[Stored data]
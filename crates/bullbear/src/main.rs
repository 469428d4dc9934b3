use std::io::Read;
use std::path::Path;
use std::process::ExitCode;
use std::sync::Arc;

use anyhow::{Context, Result};
use bullbear::tools::StaticMarketData;
use bullbear::Engine;
use bullbear_models::{DebateRequest, EngineConfig, TradingConfig};
use clap::{Parser, Subcommand};
use tokio_util::sync::CancellationToken;
use tracing::warn;
use tracing_subscriber::EnvFilter;

#[derive(Parser, Debug)]
#[command(name = "bullbear", about = "Multi-agent bull/bear trading debate engine")]
struct Cli {
    /// Path to engine configuration file (optional)
    #[arg(short, long, global = true, default_value = "config/bullbear.toml")]
    config: String,

    /// Model provider: openai, groq, openrouter, ollama, anthropic, google
    #[arg(long, global = true, default_value = "groq")]
    provider: String,

    /// Model for risk assessment and the final decision
    #[arg(long, global = true)]
    deep_model: Option<String>,

    /// Model for researchers and agent runs
    #[arg(long, global = true)]
    quick_model: Option<String>,

    /// Sampling temperature, 0.0 to 1.0
    #[arg(long, global = true)]
    temperature: Option<f64>,

    /// Override the provider endpoint
    #[arg(long, global = true)]
    base_url: Option<String>,

    /// JSON market data fixture backing the market tools
    #[arg(long, global = true)]
    market_data: Option<String>,

    #[command(subcommand)]
    command: Command,
}

#[derive(Subcommand, Debug)]
enum Command {
    /// Run the tool-calling agent on a prompt and print its answer
    Agent {
        /// Prompt text; read from stdin when omitted
        #[arg(short, long)]
        prompt: Option<String>,
    },
    /// Run a bull/bear debate and print the decision record as JSON
    Debate {
        /// Ticker symbol, e.g. TSLA
        #[arg(short, long)]
        symbol: String,

        /// Analysis date (YYYY-MM-DD), defaults to today
        #[arg(short, long)]
        date: Option<String>,

        /// Number of bull/bear rounds
        #[arg(short, long)]
        rounds: Option<u32>,

        /// Pretty-print the output JSON
        #[arg(long)]
        pretty: bool,
    },
}

impl Cli {
    /// Per-run model settings. Keys come from `<PROVIDER>_API_KEY`.
    fn trading_config(&self) -> TradingConfig {
        let mut config = TradingConfig::for_provider(&self.provider);
        if let Some(model) = &self.deep_model {
            config.deep_think_model = model.clone();
        }
        if let Some(model) = &self.quick_model {
            config.quick_think_model = model.clone();
        }
        if let Some(temperature) = self.temperature {
            config.temperature = temperature;
        }
        config.base_url_override = self.base_url.clone();
        config
    }

    fn engine(&self, config: EngineConfig) -> Result<Engine> {
        match &self.market_data {
            Some(path) => {
                let data = StaticMarketData::load(Path::new(path))
                    .with_context(|| format!("Failed to load market data: {path}"))?;
                Engine::with_market_data(config, Arc::new(data))
                    .context("Failed to register market tools")
            }
            None => Ok(Engine::new(config)),
        }
    }
}

#[tokio::main]
async fn main() -> Result<ExitCode> {
    // Initialize tracing (respects RUST_LOG env var)
    tracing_subscriber::fmt()
        .with_env_filter(EnvFilter::from_default_env())
        .with_writer(std::io::stderr)
        .init();

    let cli = Cli::parse();

    let config = bullbear::load_config(Path::new(&cli.config))?;

    let cancel = CancellationToken::new();
    {
        let cancel = cancel.clone();
        tokio::spawn(async move {
            if tokio::signal::ctrl_c().await.is_ok() {
                warn!("Interrupted, cancelling run");
                cancel.cancel();
            }
        });
    }

    let engine = cli.engine(config)?.with_cancellation(cancel);
    let trading = cli.trading_config();

    match &cli.command {
        Command::Agent { prompt } => {
            let prompt = match prompt {
                Some(prompt) => prompt.clone(),
                None => {
                    let mut buf = String::new();
                    std::io::stdin()
                        .read_to_string(&mut buf)
                        .context("Failed to read from stdin")?;
                    buf
                }
            };

            let outcome = engine
                .run_agent(trading, prompt.trim())
                .await
                .map_err(|e| anyhow::anyhow!("Agent run failed: {e}"))?;

            if !outcome.is_done() && !outcome.best_effort().is_empty() {
                warn!(partial = %outcome.best_effort(), "Agent stopped before a final answer");
            }
            println!("{}", outcome.text());
            Ok(if outcome.is_done() {
                ExitCode::SUCCESS
            } else {
                ExitCode::FAILURE
            })
        }
        Command::Debate {
            symbol,
            date,
            rounds,
            pretty,
        } => {
            let mut request = DebateRequest::new(symbol.clone());
            request.date = date.clone();
            request.max_debate_rounds = *rounds;

            let record = engine.run_debate(trading, request).await;

            // Output record as JSON to stdout
            let output = if *pretty {
                serde_json::to_string_pretty(&record)?
            } else {
                serde_json::to_string(&record)?
            };
            println!("{output}");

            Ok(if record.success {
                ExitCode::SUCCESS
            } else {
                ExitCode::FAILURE
            })
        }
    }
}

[REQUIRED ACTION] Work out how many lines in the entries contain the string "final", then reply with that number and nothing more.

[REPLY TO THE EXERCISE] 2